__DESCRIPTION OF THE TASK__
Among the lines below, take the one holding "#[derive(Debug, Subcommand)]", the one holding "use drive_etl::config::registry::registry;", and all lines between them. Set them down exactly.

__STORED DATA__
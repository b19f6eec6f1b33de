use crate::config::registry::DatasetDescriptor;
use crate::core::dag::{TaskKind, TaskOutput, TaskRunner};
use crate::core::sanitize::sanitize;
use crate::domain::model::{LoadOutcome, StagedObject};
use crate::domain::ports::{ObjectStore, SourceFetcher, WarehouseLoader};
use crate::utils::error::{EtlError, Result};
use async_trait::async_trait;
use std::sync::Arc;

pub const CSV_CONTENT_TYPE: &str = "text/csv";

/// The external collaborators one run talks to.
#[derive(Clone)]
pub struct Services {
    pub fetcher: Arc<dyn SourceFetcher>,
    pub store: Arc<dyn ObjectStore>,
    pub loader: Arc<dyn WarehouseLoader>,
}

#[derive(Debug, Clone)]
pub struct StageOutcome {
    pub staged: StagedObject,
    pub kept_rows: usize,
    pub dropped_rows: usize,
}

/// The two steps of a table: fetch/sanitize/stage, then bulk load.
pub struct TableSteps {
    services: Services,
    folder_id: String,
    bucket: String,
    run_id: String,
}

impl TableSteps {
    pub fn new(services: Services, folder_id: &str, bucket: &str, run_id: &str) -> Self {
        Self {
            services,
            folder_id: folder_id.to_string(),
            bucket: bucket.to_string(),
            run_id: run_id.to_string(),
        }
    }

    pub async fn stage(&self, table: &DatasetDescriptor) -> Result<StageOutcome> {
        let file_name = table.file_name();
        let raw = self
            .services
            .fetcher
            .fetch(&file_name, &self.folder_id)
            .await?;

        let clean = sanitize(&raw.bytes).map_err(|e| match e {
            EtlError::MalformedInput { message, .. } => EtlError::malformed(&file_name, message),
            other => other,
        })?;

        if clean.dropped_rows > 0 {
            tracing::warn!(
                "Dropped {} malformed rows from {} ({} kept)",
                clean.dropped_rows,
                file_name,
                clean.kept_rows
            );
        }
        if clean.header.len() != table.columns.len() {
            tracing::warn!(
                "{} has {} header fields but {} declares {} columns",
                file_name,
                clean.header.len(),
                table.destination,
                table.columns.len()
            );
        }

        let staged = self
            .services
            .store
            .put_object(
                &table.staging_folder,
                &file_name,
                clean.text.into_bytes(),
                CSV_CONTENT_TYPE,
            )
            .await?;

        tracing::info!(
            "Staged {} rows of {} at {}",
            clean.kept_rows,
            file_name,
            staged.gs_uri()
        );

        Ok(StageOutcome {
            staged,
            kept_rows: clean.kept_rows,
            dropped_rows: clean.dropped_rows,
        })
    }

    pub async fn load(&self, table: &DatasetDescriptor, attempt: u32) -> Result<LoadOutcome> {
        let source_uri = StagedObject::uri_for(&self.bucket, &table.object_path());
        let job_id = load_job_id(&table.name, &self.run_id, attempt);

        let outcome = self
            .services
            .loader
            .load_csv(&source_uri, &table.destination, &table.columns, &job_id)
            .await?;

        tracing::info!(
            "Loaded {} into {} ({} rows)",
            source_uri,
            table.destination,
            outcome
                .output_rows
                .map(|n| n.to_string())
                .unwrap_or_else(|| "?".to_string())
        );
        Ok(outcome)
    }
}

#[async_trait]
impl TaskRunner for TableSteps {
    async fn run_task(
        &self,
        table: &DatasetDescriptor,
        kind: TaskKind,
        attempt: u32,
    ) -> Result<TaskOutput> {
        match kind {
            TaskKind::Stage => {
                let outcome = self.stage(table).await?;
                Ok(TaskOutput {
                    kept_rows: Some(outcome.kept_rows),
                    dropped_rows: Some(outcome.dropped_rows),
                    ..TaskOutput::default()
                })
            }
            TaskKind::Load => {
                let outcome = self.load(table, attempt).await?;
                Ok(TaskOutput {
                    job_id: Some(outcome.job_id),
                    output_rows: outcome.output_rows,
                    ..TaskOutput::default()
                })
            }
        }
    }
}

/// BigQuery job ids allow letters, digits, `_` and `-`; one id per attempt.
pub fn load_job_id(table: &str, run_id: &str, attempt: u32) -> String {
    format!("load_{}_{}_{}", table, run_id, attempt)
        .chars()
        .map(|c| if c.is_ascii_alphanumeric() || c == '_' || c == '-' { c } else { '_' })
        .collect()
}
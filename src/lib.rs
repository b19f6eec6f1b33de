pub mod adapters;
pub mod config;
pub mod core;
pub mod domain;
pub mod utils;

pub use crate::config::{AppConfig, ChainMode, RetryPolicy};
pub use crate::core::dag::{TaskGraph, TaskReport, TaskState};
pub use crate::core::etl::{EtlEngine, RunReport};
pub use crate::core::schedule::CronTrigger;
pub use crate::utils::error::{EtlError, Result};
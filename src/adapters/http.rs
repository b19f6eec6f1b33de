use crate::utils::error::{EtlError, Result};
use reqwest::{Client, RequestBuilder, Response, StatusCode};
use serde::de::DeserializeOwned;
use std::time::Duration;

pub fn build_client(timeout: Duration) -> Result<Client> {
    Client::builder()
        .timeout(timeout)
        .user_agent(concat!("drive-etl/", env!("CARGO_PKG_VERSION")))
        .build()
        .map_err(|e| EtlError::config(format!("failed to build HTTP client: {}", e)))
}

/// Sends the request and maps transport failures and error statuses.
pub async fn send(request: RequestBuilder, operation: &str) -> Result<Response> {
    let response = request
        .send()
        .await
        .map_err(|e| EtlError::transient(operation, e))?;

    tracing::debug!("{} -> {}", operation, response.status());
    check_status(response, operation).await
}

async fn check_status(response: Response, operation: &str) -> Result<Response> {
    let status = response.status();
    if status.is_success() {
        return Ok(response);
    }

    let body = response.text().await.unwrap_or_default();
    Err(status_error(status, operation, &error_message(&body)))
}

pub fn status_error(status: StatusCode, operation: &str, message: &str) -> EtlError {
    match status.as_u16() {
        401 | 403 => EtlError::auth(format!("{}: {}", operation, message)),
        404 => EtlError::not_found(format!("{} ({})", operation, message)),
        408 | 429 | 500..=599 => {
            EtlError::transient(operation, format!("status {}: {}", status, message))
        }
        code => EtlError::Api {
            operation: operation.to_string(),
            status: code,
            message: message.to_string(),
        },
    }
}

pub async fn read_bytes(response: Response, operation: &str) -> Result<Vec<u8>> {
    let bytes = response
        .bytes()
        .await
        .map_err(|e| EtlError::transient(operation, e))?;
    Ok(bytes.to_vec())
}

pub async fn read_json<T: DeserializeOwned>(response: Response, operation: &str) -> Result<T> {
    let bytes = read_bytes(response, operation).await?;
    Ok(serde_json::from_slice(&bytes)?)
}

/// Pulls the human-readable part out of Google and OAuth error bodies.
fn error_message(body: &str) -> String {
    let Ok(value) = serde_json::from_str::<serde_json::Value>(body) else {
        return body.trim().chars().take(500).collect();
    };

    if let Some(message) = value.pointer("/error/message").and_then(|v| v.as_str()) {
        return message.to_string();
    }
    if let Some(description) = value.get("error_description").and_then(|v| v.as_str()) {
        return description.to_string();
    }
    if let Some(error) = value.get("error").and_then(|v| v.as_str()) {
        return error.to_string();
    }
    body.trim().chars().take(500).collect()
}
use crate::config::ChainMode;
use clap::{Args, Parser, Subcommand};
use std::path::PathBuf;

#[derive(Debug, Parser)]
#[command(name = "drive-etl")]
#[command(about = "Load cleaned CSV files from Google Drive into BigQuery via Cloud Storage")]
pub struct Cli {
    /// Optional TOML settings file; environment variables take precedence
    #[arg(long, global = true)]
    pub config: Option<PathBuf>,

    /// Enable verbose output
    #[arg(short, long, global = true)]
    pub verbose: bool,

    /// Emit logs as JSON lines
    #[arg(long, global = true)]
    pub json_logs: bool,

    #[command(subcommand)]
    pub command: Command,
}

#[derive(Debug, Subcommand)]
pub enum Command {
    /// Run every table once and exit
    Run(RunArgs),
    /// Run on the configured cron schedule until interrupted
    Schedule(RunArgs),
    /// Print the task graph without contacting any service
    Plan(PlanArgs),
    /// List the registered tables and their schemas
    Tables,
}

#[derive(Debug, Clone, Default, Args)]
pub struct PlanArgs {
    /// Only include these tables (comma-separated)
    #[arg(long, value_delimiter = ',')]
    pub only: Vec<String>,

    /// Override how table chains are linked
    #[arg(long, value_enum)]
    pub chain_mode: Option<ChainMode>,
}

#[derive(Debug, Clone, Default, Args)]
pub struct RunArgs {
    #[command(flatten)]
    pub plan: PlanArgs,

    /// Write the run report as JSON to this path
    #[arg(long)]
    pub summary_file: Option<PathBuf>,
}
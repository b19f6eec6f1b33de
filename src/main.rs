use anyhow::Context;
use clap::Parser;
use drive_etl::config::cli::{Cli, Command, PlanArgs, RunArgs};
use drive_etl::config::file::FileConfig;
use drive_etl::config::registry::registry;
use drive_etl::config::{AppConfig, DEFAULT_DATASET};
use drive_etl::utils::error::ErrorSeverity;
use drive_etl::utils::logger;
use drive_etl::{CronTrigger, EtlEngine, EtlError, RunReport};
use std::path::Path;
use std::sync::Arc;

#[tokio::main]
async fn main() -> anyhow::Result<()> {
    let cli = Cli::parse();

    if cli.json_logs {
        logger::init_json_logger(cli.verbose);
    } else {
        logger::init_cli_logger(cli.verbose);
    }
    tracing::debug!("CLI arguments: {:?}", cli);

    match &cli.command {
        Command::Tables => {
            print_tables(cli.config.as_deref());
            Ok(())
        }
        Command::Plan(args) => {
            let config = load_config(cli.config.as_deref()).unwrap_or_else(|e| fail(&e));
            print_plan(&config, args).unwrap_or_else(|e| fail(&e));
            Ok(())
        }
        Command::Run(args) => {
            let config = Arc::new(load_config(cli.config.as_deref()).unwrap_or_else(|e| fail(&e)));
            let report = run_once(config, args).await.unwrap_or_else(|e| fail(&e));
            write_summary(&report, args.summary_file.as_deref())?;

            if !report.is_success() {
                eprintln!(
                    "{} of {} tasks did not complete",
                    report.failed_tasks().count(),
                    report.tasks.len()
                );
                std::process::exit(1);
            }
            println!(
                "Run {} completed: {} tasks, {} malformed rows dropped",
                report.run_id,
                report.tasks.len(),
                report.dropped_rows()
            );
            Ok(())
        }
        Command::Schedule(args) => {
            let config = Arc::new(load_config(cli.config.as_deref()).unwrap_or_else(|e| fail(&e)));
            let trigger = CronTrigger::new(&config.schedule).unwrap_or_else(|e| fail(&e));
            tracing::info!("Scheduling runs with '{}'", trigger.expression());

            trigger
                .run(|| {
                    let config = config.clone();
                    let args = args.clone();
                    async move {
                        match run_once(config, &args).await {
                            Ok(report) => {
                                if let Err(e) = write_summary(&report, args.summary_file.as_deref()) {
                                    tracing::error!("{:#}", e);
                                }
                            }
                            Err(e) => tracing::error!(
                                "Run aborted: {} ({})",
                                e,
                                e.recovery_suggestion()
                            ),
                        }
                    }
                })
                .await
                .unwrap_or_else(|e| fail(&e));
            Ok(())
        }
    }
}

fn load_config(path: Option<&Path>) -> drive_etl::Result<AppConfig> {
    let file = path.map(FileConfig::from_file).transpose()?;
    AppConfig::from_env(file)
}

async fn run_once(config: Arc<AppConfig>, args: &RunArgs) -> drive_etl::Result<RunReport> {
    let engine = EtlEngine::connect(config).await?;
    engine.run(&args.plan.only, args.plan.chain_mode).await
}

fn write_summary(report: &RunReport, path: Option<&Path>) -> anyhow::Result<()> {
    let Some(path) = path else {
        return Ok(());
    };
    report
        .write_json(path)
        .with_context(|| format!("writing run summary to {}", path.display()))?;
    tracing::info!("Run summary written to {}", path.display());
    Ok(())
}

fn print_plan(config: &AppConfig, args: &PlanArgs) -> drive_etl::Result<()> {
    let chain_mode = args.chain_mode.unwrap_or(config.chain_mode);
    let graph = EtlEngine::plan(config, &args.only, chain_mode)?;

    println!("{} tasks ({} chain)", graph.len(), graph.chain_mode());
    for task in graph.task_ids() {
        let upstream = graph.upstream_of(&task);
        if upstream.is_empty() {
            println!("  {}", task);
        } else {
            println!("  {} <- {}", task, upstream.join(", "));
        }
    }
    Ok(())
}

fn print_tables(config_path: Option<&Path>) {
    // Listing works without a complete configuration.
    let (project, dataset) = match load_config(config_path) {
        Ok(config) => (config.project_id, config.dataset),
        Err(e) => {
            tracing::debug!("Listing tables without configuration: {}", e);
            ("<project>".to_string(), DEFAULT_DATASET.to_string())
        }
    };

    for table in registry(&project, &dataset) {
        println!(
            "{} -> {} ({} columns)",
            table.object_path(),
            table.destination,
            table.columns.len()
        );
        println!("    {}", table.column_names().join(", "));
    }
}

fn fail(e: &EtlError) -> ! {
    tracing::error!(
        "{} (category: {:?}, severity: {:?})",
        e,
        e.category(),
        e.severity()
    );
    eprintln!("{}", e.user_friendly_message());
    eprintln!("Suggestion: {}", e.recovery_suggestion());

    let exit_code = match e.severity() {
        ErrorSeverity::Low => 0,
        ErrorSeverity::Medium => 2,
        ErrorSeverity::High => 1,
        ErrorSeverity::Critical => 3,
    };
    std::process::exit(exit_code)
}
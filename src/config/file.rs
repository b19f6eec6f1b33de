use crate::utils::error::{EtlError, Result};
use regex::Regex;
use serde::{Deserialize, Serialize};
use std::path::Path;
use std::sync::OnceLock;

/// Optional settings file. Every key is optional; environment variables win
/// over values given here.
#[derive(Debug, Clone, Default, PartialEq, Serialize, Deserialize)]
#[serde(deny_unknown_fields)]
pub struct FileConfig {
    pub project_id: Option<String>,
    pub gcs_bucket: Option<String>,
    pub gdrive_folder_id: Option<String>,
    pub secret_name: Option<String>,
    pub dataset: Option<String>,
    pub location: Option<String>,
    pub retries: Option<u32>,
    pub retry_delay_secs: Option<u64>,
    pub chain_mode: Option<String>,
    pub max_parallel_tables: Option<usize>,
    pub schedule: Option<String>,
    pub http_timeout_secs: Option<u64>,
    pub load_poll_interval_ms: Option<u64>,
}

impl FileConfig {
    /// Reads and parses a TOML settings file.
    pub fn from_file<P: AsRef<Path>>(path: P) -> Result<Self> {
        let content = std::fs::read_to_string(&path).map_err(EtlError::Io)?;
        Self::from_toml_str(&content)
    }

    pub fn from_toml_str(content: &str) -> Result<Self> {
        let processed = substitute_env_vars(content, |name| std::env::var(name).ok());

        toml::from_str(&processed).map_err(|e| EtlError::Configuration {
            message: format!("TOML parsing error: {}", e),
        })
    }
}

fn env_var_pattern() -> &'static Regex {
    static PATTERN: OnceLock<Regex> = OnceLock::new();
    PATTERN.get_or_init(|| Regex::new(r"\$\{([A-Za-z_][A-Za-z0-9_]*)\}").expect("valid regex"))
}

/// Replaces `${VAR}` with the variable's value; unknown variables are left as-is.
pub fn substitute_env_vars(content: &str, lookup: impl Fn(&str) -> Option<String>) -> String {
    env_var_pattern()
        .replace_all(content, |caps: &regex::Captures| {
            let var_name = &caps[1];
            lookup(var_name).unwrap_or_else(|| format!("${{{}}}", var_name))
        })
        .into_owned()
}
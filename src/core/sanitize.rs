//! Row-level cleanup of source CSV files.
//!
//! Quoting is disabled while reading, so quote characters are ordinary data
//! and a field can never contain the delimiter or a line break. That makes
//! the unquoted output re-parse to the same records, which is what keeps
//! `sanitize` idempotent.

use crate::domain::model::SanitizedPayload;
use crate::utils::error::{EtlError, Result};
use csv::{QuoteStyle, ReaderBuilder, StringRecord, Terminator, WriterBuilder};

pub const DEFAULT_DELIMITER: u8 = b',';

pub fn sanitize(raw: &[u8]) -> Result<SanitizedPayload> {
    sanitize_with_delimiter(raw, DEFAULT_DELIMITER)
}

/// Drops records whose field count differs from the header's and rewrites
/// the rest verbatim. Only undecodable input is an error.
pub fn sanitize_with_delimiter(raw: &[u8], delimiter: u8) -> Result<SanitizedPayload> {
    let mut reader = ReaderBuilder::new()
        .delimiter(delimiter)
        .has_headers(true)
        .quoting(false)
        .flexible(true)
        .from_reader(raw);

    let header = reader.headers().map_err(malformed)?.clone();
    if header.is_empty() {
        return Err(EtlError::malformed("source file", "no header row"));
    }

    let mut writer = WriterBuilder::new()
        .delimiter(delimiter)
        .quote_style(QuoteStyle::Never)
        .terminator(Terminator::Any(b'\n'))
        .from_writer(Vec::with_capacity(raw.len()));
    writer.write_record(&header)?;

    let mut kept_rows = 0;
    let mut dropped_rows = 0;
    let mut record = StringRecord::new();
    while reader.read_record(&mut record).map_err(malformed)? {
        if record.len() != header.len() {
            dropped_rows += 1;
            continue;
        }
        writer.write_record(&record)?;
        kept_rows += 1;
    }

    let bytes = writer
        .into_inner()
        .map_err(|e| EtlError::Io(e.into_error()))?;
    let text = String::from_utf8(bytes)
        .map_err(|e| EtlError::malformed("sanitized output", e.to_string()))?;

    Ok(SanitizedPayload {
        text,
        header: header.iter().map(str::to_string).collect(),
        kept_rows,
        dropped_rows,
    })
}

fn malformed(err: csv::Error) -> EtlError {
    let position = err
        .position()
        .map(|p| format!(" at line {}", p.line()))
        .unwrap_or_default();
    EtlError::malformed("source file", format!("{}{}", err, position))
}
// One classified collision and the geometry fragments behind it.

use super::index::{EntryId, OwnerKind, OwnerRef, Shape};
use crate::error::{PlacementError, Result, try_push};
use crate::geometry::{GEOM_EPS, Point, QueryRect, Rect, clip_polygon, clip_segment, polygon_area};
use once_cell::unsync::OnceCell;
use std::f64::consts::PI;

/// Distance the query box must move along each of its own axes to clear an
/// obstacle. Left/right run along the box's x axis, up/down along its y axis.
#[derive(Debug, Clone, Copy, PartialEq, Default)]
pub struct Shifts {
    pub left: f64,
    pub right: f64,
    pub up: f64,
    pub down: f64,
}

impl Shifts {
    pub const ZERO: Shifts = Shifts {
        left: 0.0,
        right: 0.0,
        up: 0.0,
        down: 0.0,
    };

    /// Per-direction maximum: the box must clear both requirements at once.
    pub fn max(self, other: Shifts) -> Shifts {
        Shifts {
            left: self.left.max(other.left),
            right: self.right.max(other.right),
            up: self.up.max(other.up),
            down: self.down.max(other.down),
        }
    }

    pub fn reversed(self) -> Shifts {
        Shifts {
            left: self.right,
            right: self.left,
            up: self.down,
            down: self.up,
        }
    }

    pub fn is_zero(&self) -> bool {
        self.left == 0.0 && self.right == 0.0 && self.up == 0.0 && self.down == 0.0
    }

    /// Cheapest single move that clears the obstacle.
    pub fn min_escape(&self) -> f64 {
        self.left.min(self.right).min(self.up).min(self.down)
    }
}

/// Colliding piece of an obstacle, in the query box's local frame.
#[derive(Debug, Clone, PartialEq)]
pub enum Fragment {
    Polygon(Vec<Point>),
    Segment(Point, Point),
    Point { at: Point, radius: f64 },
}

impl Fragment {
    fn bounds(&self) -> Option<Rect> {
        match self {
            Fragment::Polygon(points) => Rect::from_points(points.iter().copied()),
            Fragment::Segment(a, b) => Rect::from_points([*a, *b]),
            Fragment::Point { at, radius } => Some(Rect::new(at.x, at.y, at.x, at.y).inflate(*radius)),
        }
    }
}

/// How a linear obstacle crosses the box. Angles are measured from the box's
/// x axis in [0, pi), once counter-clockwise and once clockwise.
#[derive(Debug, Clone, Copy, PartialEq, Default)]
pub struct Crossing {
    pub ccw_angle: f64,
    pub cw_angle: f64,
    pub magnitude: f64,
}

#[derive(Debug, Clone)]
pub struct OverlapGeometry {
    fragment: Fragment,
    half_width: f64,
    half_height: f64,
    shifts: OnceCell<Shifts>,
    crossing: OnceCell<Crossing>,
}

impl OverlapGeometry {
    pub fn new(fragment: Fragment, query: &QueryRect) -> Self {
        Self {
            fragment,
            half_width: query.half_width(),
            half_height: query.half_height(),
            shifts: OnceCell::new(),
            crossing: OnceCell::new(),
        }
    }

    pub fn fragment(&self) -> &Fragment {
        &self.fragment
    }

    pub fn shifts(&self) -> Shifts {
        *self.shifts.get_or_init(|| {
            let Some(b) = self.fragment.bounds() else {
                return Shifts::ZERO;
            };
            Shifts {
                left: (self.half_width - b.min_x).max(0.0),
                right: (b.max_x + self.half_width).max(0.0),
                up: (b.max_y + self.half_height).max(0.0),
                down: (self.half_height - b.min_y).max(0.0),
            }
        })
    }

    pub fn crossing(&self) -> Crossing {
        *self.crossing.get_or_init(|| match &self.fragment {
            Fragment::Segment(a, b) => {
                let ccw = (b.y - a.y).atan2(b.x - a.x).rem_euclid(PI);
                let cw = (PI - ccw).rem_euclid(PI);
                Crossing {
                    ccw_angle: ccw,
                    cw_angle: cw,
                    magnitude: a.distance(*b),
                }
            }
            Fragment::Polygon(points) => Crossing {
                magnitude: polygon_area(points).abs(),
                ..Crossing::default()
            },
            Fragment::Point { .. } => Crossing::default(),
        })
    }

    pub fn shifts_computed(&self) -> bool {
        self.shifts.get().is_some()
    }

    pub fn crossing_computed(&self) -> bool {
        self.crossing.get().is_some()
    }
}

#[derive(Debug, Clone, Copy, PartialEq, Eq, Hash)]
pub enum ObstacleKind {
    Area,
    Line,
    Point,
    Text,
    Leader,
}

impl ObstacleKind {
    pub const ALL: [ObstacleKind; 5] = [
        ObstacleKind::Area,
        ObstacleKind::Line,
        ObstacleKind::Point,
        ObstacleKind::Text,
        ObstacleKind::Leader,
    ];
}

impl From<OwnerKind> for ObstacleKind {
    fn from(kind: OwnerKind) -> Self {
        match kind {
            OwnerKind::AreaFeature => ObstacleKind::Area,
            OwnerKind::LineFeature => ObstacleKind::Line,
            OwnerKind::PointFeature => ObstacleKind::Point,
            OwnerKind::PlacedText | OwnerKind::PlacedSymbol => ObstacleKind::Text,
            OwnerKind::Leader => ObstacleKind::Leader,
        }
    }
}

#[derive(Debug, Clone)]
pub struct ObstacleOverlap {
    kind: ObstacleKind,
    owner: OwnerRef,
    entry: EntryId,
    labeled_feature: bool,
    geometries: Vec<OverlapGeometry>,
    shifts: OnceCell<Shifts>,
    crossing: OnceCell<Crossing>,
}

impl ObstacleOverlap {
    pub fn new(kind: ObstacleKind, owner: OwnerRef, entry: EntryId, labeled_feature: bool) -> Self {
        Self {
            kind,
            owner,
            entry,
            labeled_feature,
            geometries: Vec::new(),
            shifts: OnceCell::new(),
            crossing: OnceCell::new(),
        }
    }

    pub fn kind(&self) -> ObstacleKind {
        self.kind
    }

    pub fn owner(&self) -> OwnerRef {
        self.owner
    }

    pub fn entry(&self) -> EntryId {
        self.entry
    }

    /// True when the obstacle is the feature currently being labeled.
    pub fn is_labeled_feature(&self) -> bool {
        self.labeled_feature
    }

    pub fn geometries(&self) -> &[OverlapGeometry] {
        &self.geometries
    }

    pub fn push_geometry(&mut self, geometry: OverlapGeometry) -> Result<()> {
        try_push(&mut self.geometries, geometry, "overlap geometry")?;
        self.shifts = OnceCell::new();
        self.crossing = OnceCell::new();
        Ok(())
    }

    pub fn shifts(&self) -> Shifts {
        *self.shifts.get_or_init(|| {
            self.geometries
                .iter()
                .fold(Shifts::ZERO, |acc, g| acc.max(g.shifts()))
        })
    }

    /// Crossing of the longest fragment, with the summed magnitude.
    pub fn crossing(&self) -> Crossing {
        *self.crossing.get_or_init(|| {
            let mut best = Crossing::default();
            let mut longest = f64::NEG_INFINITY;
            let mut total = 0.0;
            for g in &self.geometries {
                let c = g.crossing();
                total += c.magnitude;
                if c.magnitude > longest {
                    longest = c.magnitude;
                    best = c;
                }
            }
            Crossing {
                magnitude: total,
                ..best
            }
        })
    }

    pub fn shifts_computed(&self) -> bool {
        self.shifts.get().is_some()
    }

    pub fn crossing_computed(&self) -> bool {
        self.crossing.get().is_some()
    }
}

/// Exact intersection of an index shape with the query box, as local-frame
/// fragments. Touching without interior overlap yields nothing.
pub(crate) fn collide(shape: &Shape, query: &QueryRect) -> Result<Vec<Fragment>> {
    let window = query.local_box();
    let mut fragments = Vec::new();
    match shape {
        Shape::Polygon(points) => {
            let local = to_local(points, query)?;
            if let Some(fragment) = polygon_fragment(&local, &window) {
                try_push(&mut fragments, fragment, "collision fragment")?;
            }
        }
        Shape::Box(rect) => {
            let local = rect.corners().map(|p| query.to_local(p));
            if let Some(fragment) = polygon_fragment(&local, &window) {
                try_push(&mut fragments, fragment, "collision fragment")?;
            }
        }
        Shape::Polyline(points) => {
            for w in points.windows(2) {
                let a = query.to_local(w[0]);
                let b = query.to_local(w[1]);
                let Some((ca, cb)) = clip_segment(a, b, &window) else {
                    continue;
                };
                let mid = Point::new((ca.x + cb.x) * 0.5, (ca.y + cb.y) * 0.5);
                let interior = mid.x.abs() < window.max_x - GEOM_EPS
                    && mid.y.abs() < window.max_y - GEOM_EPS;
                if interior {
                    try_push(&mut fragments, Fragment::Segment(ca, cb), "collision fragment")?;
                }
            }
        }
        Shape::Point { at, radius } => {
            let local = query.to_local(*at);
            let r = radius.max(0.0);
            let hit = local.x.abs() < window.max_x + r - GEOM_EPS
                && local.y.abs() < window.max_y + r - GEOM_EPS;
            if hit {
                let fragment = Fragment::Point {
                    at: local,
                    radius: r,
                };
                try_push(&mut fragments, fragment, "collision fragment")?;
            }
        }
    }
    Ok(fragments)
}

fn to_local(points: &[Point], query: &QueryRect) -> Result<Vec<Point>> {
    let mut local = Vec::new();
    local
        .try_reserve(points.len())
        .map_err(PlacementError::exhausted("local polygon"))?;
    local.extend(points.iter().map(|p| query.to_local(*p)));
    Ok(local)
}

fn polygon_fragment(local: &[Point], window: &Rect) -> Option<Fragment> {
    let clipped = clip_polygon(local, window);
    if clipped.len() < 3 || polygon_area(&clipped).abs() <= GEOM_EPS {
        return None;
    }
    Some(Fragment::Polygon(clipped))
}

__TASK SOLUTION__
#[derive(Debug, Subcommand)]
pub enum Command {
    /// Run every table once and exit
    Run(RunArgs),
    /// Run on the configured cron schedule until interrupted
    Schedule(RunArgs),
    /// Print the task graph without contacting any service
    Plan(PlanArgs),
    /// List the registered tables and their schemas
    Tables,
}

#[derive(Debug, Clone, Default, Args)]
pub struct PlanArgs {
    /// Only include these tables (comma-separated)
    #[arg(long, value_delimiter = ',')]
    pub only: Vec<String>,

    /// Override how table chains are linked
    #[arg(long, value_enum)]
    pub chain_mode: Option<ChainMode>,
}

#[derive(Debug, Clone, Default, Args)]
pub struct RunArgs {
    #[command(flatten)]
    pub plan: PlanArgs,

    /// Write the run report as JSON to this path
    #[arg(long)]
    pub summary_file: Option<PathBuf>,
}
repository b19f6eec6f1b33de
filename src/main.rs
use anyhow::Context;
use clap::Parser;
use drive_etl::config::cli::{Cli, Command, PlanArgs, RunArgs};
use drive_etl::config::file::FileConfig;
use drive_etl::config::registry::registry;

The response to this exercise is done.